Si ces interventions ont parfois suscité des réactions outrées, elle ne semblait cependant pas déranger outre mesure les organisateurs du débat. Pour eux, voter aux élections ne leur semblait pas contradictoire avec le fait de participer à Génération Ingouvernable. Au contraire, ceux-ci espéraient bien que même les gens ayant voté viendraient perturber le soir du premier tour avec eux. Là était l’essentiel.

Pourtant, derrière les discours, nous voyons mal comment le fait de voter et de participer à Génération Ingouvernable pourrait être compatible. Et en premier lieu quand nous regardons l’activité proposée par les organisateurs à la fin du weekend, un autodafé électoral. Comment pourrait-on bien voter après avoir brûlé sa carte électorale ?

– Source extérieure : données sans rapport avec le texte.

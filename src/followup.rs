//! Work a command leaves behind after its synchronous part.
//!
//! Two kinds exist: a fixed settle delay before touching the page again, and
//! the fetch of a dialog fragment. Neither is cancellable; pressing the same
//! combo twice inside the window simply runs the follow-up twice.

use crate::error::ShortcutError;
use crate::fragment::FragmentRequest;
use crate::host::{ElementRef, Host, Target};
use crate::net::FragmentFetcher;
use std::time::Duration;

/// What to do once a settle delay has elapsed.
#[derive(Debug, Clone, PartialEq, Eq)]
pub enum DeferredStep {
    /// Focus the note field inside `scope` (after a tab switch renders it)
    FocusNoteField { scope: Option<ElementRef> },
    /// Click a control (a save button after its field was flushed)
    Click(ElementRef),
}

#[derive(Debug, Clone, PartialEq, Eq)]
pub enum Followup {
    After { delay: Duration, step: DeferredStep },
    Fetch(FragmentRequest),
}

impl Followup {
    /// Run the follow-up to completion against the host.
    pub async fn complete<H, F>(self, host: &mut H, fetcher: &F)
    where
        H: Host + ?Sized,
        F: FragmentFetcher,
    {
        match self {
            Followup::After { delay, step } => {
                tokio::time::sleep(delay).await;
                apply(host, step);
            }
            Followup::Fetch(request) => match fetcher.fetch(&request).await {
                Ok(script) => run_fragment(host, &request, &script),
                Err(err) => report(host, &err),
            },
        }
    }
}

fn apply<H: Host + ?Sized>(host: &mut H, step: DeferredStep) {
    match step {
        DeferredStep::FocusNoteField { scope } => match host.query(scope, Target::NoteField) {
            Some(field) => {
                tracing::debug!("focusing notes field");
                host.focus(field);
            }
            None => tracing::warn!("notes field not found after tab switch"),
        },
        DeferredStep::Click(control) => {
            tracing::debug!(?control, "clicking deferred control");
            host.click(control);
        }
    }
}

/// Execute a fetched dialog script, navigating to the href instead when the
/// page cannot run it.
fn run_fragment<H: Host + ?Sized>(host: &mut H, request: &FragmentRequest, script: &str) {
    if !host.has_modal_constructor() {
        tracing::warn!(
            href = %request.href,
            "modal constructor not available, navigating instead"
        );
        host.navigate(&request.href);
        return;
    }
    if let Err(e) = host.execute_script(script) {
        tracing::warn!(href = %request.href, error = %e, "script execution failed, navigating instead");
        host.navigate(&request.href);
    }
}

/// Surface a failure to the user and log it.
pub fn report<H: Host + ?Sized>(host: &mut H, err: &ShortcutError) {
    match err.detail() {
        Some(detail) => tracing::warn!(error = %err, detail, "shortcut failed"),
        None => tracing::warn!(error = %err, "shortcut failed"),
    }
    host.show_notice(&err.to_string());
}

Surtout, le soutien à Jean Luc Mélenchon et le fait de remettre en cause de manière radicale ce système ne peut pas être compatible. Doit-on rappeler à ce propos, que dans le programme du candidat du mouvement de la France Insoumise, nous trouvons par exemple la proposition d’augmenter les effectifs de police ? Cette même police qui nous a réprimé durant la mobilisation contre la loi travail et qui sera évidemment en première ligne pour empêcher quiconque voudra se rendre ingouvernable. Tout cela, les organisateurs de ce débat le savent évidemment, mais ils ont choisi de ne pas l’assumer jusqu’au bout. Et c’est là l’une des principales critiques que nous pourrions faire à propos de ce week-end de débats. N’est-ce pas au contraire la tâche des révolutionnaires au contraire d’expliquer et du convaincre du fait qu’il n’est pas possible de réformer ce système, mais aussi, par exemple, de dévoiler ce qui se cache derrière la candidature de Jean Luc Mélenchon, les complaisances avec le patronat et les relents réactionnaires ?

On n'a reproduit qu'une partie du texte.